__What is required__. Reproduce all of the data exactly.

__Input data__.
========================================

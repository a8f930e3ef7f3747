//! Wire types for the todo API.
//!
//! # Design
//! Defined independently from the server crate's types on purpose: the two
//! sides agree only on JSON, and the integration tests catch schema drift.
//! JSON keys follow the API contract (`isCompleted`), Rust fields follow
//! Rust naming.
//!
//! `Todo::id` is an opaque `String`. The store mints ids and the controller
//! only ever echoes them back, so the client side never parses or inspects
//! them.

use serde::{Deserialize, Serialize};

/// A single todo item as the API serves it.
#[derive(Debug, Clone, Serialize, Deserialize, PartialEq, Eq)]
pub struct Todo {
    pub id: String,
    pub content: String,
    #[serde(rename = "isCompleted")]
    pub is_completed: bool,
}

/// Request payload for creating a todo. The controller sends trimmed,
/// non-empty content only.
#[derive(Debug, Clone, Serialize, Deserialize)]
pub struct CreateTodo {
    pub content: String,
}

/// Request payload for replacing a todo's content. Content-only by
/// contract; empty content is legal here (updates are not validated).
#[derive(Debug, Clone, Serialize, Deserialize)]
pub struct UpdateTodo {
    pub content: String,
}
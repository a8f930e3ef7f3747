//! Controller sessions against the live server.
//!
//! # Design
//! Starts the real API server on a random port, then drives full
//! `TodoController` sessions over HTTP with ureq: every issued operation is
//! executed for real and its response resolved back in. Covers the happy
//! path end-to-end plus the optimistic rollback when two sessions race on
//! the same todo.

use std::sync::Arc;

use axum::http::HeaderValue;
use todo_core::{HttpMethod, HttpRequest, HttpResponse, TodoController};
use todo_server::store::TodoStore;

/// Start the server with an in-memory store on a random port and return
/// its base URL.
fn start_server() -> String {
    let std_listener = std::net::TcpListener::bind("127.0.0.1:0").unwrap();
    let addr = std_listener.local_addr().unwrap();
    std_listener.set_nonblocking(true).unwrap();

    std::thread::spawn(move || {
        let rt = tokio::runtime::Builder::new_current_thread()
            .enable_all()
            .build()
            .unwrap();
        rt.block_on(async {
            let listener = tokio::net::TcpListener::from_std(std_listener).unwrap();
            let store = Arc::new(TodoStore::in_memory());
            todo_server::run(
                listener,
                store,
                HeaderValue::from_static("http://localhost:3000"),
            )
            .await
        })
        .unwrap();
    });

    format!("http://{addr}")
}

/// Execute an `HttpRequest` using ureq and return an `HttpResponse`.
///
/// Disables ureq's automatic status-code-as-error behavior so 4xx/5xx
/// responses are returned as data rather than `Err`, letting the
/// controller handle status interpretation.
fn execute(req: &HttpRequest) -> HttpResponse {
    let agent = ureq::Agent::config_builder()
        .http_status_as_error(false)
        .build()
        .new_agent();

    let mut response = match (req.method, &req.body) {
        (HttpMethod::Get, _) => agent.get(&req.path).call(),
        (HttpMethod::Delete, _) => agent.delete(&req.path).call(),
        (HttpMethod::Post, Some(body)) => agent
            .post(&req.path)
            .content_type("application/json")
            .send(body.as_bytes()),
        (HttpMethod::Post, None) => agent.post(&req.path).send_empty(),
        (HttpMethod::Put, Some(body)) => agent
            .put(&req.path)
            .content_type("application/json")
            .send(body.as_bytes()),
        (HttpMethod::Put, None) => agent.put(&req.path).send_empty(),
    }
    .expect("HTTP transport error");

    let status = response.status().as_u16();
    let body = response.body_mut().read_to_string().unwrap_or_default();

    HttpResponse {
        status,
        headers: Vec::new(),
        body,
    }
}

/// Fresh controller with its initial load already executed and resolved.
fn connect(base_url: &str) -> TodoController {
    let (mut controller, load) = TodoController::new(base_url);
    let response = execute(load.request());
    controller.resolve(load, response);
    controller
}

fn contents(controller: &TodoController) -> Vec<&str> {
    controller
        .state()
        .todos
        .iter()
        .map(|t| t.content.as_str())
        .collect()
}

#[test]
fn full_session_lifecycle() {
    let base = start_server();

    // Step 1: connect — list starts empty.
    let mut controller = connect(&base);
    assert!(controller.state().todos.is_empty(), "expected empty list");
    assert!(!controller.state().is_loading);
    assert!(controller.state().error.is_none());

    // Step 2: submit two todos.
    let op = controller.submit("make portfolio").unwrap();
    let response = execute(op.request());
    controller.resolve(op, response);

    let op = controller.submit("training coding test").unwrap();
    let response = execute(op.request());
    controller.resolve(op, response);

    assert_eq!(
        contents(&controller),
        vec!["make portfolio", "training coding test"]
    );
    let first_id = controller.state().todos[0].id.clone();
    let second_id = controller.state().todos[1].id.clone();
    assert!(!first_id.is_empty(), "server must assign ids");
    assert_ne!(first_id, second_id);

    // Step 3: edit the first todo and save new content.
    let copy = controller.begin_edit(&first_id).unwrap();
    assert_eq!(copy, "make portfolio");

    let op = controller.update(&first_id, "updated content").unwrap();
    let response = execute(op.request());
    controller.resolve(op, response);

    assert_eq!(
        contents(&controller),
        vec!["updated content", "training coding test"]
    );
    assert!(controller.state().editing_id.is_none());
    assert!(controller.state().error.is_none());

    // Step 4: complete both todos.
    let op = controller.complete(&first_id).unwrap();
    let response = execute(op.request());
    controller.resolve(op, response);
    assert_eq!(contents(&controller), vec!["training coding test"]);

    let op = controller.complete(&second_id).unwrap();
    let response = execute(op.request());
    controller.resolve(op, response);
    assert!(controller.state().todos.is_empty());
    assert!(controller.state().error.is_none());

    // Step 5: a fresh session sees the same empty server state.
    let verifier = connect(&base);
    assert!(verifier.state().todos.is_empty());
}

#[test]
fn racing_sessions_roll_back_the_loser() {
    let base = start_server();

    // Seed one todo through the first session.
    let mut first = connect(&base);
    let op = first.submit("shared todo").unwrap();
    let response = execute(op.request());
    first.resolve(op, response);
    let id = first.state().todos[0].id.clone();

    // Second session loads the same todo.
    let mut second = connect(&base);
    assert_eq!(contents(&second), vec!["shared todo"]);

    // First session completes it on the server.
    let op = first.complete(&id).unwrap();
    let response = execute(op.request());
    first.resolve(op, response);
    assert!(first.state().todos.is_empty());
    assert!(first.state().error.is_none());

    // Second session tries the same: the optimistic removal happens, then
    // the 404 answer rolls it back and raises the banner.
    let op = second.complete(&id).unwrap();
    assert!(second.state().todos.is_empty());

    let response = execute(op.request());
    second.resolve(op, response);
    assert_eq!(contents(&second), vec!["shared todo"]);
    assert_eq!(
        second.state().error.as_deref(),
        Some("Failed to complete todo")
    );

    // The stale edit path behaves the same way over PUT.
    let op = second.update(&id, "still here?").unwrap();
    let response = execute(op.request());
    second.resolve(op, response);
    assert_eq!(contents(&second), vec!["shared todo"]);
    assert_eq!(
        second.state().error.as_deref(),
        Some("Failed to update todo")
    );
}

========================================

__Response to this exercise__.
repository a8f930e3ef7f3747
//! Wire types for the todo API.
//!
//! # Design
//! Defined independently from the server crate's types on purpose: the two
//! sides agree only on JSON, and the integration tests catch schema drift.
//! JSON keys follow the API contract (`isCompleted`), Rust fields follow
//! Rust naming.
//!
//! `Todo::id` is an opaque `String`. The store mints ids and the controller
//! only ever echoes them back, so the client side never parses or inspects
//! them.

use serde::{Deserialize, Serialize};

/// A single todo item as the API serves it.
#[derive(Debug, Clone, Serialize, Deserialize, PartialEq, Eq)]
pub struct Todo {
    pub id: String,
    pub content: String,
    #[serde(rename = "isCompleted")]
    pub is_completed: bool,
}

/// Request payload for creating a todo. The controller sends trimmed,
/// non-empty content only.
#[derive(Debug, Clone, Serialize, Deserialize)]
pub struct CreateTodo {
    pub content: String,
}

/// Request payload for replacing a todo's content. Content-only by
/// contract; empty content is legal here (updates are not validated).
#[derive(Debug, Clone, Serialize, Deserialize)]
pub struct UpdateTodo {
    pub content: String,
}
repository a8f930e3ef7f3747
//! Controller sessions against the live server.
//!
//! # Design
//! Starts the real API server on a random port, then drives full
//! `TodoController` sessions over HTTP with ureq: every issued operation is
//! executed for real and its response resolved back in. Covers the happy
//! path end-to-end plus the optimistic rollback when two sessions race on
//! the same todo.

use std::sync::Arc;

use axum::http::HeaderValue;
use todo_core::{HttpMethod, HttpRequest, HttpResponse, TodoController};
use todo_server::store::TodoStore;

/// Start the server with an in-memory store on a random port and return
/// its base URL.
fn start_server() -> String {
    let std_listener = std::net::TcpListener::bind("127.0.0.1:0").unwrap();
    let addr = std_listener.local_addr().unwrap();
    std_listener.set_nonblocking(true).unwrap();

    std::thread::spawn(move || {
        let rt = tokio::runtime::Builder::new_current_thread()
            .enable_all()
            .build()
            .unwrap();
        rt.block_on(async {
            let listener = tokio::net::TcpListener::from_std(std_listener).unwrap();
            let store = Arc::new(TodoStore::in_memory());
            todo_server::run(
                listener,
                store,
                HeaderValue::from_static("http://localhost:3000"),
            )
            .await
        })
        .unwrap();
    });

    format!("http://{addr}")
}

/// Execute an `HttpRequest` using ureq and return an `HttpResponse`.
///
/// Disables ureq's automatic status-code-as-error behavior so 4xx/5xx
/// responses are returned as data rather than `Err`, letting the
/// controller handle status interpretation.
fn execute(req: &HttpRequest) -> HttpResponse {
    let agent = ureq::Agent::config_builder()
        .http_status_as_error(false)
        .build()
        .new_agent();

    let mut response = match (req.method, &req.body) {
        (HttpMethod::Get, _) => agent.get(&req.path).call(),
        (HttpMethod::Delete, _) => agent.delete(&req.path).call(),
        (HttpMethod::Post, Some(body)) => agent
            .post(&req.path)
            .content_type("application/json")
            .send(body.as_bytes()),
        (HttpMethod::Post, None) => agent.post(&req.path).send_empty(),
        (HttpMethod::Put, Some(body)) => agent
            .put(&req.path)
            .content_type("application/json")
            .send(body.as_bytes()),
        (HttpMethod::Put, None) => agent.put(&req.path).send_empty(),
    }
    .expect("HTTP transport error");

    let status = response.status().as_u16();
    let body = response.body_mut().read_to_string().unwrap_or_default();

    HttpResponse {
        status,
        headers: Vec::new(),
        body,
    }
}

/// Fresh controller with its initial load already executed and resolved.
fn connect(base_url: &str) -> TodoController {
    let (mut controller, load) = TodoController::new(base_url);
    let response = execute(load.request());
    controller.resolve(load, response);
    controller
}

fn contents(controller: &TodoController) -> Vec<&str> {
    controller
        .state()
        .todos
        .iter()
        .map(|t| t.content.as_str())
        .collect()
}

#[test]
fn full_session_lifecycle() {
    let base = start_server();

    // Step 1: connect — list starts empty.
    let mut controller = connect(&base);
    assert!(controller.state().todos.is_empty(), "expected empty list");
    assert!(!controller.state().is_loading);
    assert!(controller.state().error.is_none());

    // Step 2: submit two todos.
    let op = controller.submit("make portfolio").unwrap();
    let response = execute(op.request());
    controller.resolve(op, response);

    let op = controller.submit("training coding test").unwrap();
    let response = execute(op.request());
    controller.resolve(op, response);

    assert_eq!(
        contents(&controller),
        vec!["make portfolio", "training coding test"]
    );
    let first_id = controller.state().todos[0].id.clone();
    let second_id = controller.state().todos[1].id.clone();
    assert!(!first_id.is_empty(), "server must assign ids");
    assert_ne!(first_id, second_id);

    // Step 3: edit the first todo and save new content.
    let copy = controller.begin_edit(&first_id).unwrap();
    assert_eq!(copy, "make portfolio");

    let op = controller.update(&first_id, "updated content").unwrap();
    let response = execute(op.request());
    controller.resolve(op, response);

    assert_eq!(
        contents(&controller),
        vec!["updated content", "training coding test"]
    );
    assert!(controller.state().editing_id.is_none());
    assert!(controller.state().error.is_none());

    // Step 4: complete both todos.
    let op = controller.complete(&first_id).unwrap();
    let response = execute(op.request());
    controller.resolve(op, response);
    assert_eq!(contents(&controller), vec!["training coding test"]);

    let op = controller.complete(&second_id).unwrap();
    let response = execute(op.request());
    controller.resolve(op, response);
    assert!(controller.state().todos.is_empty());
    assert!(controller.state().error.is_none());

    // Step 5: a fresh session sees the same empty server state.
    let verifier = connect(&base);
    assert!(verifier.state().todos.is_empty());
}

#[test]
fn racing_sessions_roll_back_the_loser() {
    let base = start_server();

    // Seed one todo through the first session.
    let mut first = connect(&base);
    let op = first.submit("shared todo").unwrap();
    let response = execute(op.request());
    first.resolve(op, response);
    let id = first.state().todos[0].id.clone();

    // Second session loads the same todo.
    let mut second = connect(&base);
    assert_eq!(contents(&second), vec!["shared todo"]);

    // First session completes it on the server.
    let op = first.complete(&id).unwrap();
    let response = execute(op.request());
    first.resolve(op, response);
    assert!(first.state().todos.is_empty());
    assert!(first.state().error.is_none());

    // Second session tries the same: the optimistic removal happens, then
    // the 404 answer rolls it back and raises the banner.
    let op = second.complete(&id).unwrap();
    assert!(second.state().todos.is_empty());

    let response = execute(op.request());
    second.resolve(op, response);
    assert_eq!(contents(&second), vec!["shared todo"]);
    assert_eq!(
        second.state().error.as_deref(),
        Some("Failed to complete todo")
    );

    // The stale edit path behaves the same way over PUT.
    let op = second.update(&id, "still here?").unwrap();
    let response = execute(op.request());
    second.resolve(op, response);
    assert_eq!(contents(&second), vec!["shared todo"]);
    assert_eq!(
        second.state().error.as_deref(),
        Some("Failed to update todo")
    );
}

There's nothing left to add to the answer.